ERIC Number: ED291023
Record Type: RIE
Publication Date: 1987-Aug
Reference Count: N/A
Experimentally Induced Empathy and Its Role in Reducing Aggression.
Greene, Richard J.; And Others
This study attempted to induce empathy toward a hypothetical individual in an effort to reduce aggressive responses directed toward him. Forty fourth grade volunteer boys from two Michigan public schools were administered the Index of Empathy for Children and Adolescents to determine pre-existing empathic potential (EP). Subjects were matched for EP and assigned to either an experimental or control group. Experimental subjects were given sad information about the hypothetical boy and were told to imagine themselves in his place. Control subjects were given neutral information about the boy not designed to evoke empathy.
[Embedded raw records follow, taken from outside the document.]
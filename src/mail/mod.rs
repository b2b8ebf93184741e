//! Mail delivery backends.

pub mod smtp;

pub use smtp::{SmtpConfig, SmtpMailer};

use async_trait::async_trait;
use serde::{Deserialize, Serialize};

use crate::error::BackendError;

/// Who a mail goes to.
#[derive(Debug, Clone, PartialEq, Eq, Serialize, Deserialize)]
pub enum Recipient {
    /// The account's own address.
    Myself,
    Address(String),
}

/// A plain-text mail ready for delivery.
#[derive(Debug, Clone, PartialEq, Eq)]
pub struct OutgoingMail {
    pub subject: String,
    pub body: String,
    pub to: Recipient,
}

impl OutgoingMail {
    /// A mail to the account's own address.
    pub fn to_self(subject: impl Into<String>, body: impl Into<String>) -> Self {
        Self {
            subject: subject.into(),
            body: body.into(),
            to: Recipient::Myself,
        }
    }

    /// A mail to an explicit address.
    pub fn to_address(
        address: impl Into<String>,
        subject: impl Into<String>,
        body: impl Into<String>,
    ) -> Self {
        Self {
            subject: subject.into(),
            body: body.into(),
            to: Recipient::Address(address.into()),
        }
    }
}

/// Proof of a successful hand-off to the mail server.
#[derive(Debug, Clone, PartialEq, Eq, Serialize, Deserialize)]
pub struct DeliveryReceipt {
    /// Address the mail was delivered to.
    pub recipient: String,
    /// Human-readable confirmation.
    pub detail: String,
}

#[async_trait]
pub trait Mailer: Send + Sync {
    fn name(&self) -> &str;

    async fn send(&self, mail: OutgoingMail) -> Result<DeliveryReceipt, BackendError>;
}
//! Error types for the relay.

/// Configuration-related errors.
#[derive(Debug, Clone, PartialEq, Eq, thiserror::Error)]
pub enum ConfigError {
    #[error("Missing required environment variable: {0}")]
    MissingEnvVar(String),

    #[error("Missing required configuration: {key}. {hint}")]
    MissingRequired { key: String, hint: String },

    #[error("Invalid configuration value for {key}: {message}")]
    InvalidValue { key: String, message: String },
}

/// Failure of a third-party service call (generation, storage, mail).
#[derive(Debug, thiserror::Error)]
pub enum BackendError {
    #[error("{service} is not configured: {source}")]
    NotConfigured {
        service: String,
        #[source]
        source: ConfigError,
    },

    #[error("{service} request failed: {reason}")]
    RequestFailed { service: String, reason: String },

    #[error("{service} returned HTTP {status}: {body}")]
    HttpStatus {
        service: String,
        status: u16,
        body: String,
    },

    #[error("Invalid response from {service}: {reason}")]
    InvalidResponse { service: String, reason: String },
}

impl BackendError {
    pub fn not_configured(service: &str, key: &str) -> Self {
        Self::NotConfigured {
            service: service.to_string(),
            source: ConfigError::MissingEnvVar(key.to_string()),
        }
    }

    pub fn request_failed(service: &str, reason: impl std::fmt::Display) -> Self {
        Self::RequestFailed {
            service: service.to_string(),
            reason: reason.to_string(),
        }
    }

    pub fn invalid_response(service: &str, reason: impl std::fmt::Display) -> Self {
        Self::InvalidResponse {
            service: service.to_string(),
            reason: reason.to_string(),
        }
    }

    /// Name of the service that failed.
    pub fn service(&self) -> &str {
        match self {
            Self::NotConfigured { service, .. }
            | Self::RequestFailed { service, .. }
            | Self::HttpStatus { service, .. }
            | Self::InvalidResponse { service, .. } => service,
        }
    }
}

/// Source channel errors.
#[derive(Debug, thiserror::Error)]
pub enum ChannelError {
    #[error("Channel {name} failed to start: {reason}")]
    StartupFailed { name: String, reason: String },

    #[error("Channel {name} disconnected: {reason}")]
    Disconnected { name: String, reason: String },

    #[error("Invalid message format: {0}")]
    InvalidMessage(String),

    #[error("HTTP error: {0}")]
    Http(String),
}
The character was then described as behaving obnoxiously toward an imaginary victim on four occasions. Following each of the four scenarios, subjects were asked how the victim would respond. Subjects' responses were coded for aggressiveness. The results revealed that the mean aggressive score of the experimental group's responses was significantly lower than that of the control group for the first story administered. Experimental subjects with high EP were rated significantly lower on the aggressiveness of their responses to the first story than were other experimental subjects. Significantly fewer experimentals than controls said the victim would choose aggressive retaliatory responses on one or more of the four occasions. These findings support the hypothesis that empathy arousal can reduce the experience and expression of aggression. (Author/NB)
Publication Type: Reports - Research; Speeches/Meeting Papers
Education Level: N/A
Authoring Institution: N/A
Note: Paper presented at the Annual Convention of the American Psychological Association (95th, New York, NY, August 28-September 1, 1987).